▸ WHAT YOU NEED TO DO
Begin with the first line of the entries below and reproduce each line exactly, ending with the line that holds "to avoid conflicts".

(Saved data entries)
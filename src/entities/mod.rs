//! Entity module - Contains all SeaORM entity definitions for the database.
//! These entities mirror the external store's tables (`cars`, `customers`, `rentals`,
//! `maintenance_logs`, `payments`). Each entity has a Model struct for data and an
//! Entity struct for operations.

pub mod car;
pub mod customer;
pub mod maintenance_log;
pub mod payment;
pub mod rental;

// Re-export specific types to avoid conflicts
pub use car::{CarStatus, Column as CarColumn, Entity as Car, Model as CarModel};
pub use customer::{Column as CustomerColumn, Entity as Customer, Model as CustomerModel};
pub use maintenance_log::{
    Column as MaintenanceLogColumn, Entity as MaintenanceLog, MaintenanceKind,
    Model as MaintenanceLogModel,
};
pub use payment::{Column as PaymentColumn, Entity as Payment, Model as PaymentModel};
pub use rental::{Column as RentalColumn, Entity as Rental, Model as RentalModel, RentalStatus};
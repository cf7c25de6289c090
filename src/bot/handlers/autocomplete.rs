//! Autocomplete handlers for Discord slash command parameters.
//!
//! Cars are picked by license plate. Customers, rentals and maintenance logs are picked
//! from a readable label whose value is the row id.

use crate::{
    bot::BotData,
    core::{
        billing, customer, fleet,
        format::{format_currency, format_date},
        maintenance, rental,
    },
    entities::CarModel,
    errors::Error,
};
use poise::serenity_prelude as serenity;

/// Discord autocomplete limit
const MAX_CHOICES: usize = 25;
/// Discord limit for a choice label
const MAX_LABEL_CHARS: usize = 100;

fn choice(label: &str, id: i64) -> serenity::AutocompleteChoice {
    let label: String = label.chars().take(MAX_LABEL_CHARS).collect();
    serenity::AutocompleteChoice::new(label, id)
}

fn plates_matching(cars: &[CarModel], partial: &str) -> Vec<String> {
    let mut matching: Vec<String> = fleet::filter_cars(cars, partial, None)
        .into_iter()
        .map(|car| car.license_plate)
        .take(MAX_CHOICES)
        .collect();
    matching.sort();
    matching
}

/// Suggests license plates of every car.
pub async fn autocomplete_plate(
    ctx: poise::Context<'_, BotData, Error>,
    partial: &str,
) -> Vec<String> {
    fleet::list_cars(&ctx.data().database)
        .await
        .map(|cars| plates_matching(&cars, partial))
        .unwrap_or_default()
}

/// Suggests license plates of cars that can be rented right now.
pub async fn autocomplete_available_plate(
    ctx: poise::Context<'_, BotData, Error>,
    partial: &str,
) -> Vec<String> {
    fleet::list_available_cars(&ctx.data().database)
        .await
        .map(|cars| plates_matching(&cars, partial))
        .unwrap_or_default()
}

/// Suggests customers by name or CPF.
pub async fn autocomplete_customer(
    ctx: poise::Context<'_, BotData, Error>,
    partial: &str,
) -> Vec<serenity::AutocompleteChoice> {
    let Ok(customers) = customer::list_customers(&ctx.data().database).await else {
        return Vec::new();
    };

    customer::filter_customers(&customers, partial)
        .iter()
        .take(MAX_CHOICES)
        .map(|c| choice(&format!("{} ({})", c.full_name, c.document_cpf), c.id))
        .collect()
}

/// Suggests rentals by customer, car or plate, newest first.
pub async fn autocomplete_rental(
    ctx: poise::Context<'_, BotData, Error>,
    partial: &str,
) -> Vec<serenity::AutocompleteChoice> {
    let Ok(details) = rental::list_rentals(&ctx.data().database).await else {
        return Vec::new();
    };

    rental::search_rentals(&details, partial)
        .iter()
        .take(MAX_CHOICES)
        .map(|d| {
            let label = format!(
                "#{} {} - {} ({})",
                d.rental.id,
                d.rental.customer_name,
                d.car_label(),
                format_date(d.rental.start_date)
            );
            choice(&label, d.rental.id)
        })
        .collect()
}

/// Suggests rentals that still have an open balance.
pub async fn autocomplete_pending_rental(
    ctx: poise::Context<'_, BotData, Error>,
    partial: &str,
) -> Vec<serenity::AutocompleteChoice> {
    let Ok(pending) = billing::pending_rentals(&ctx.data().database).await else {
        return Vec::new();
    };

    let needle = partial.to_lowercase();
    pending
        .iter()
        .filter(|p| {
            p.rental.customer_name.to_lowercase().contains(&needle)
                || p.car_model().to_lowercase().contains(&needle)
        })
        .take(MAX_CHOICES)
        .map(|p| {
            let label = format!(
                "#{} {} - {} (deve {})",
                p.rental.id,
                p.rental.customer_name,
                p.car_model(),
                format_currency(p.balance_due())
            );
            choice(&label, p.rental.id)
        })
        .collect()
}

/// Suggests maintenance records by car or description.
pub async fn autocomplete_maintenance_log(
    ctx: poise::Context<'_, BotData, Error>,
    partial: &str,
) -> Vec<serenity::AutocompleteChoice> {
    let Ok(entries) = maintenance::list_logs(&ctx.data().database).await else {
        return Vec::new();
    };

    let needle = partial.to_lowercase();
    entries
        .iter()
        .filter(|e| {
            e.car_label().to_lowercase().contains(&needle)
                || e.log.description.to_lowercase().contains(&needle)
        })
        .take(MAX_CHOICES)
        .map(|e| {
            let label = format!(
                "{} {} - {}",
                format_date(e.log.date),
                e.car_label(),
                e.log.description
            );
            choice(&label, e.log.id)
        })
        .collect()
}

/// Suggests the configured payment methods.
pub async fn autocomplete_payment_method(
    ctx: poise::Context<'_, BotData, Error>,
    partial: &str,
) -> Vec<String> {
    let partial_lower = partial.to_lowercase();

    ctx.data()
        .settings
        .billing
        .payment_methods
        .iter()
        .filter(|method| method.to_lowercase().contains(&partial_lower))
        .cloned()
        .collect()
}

▸ EXERCISE OUTPUT
filename src/entities/mod.rs
//! Entity module - Contains all SeaORM entity definitions for the database.
//! These entities mirror the external store's tables (`cars`, `customers`, `rentals`,
//! `maintenance_logs`, `payments`). Each entity has a Model struct for data and an
//! Entity struct for operations.

pub mod car;
pub mod customer;
pub mod maintenance_log;
pub mod payment;
pub mod rental;

// Re-export specific types to avoid conflicts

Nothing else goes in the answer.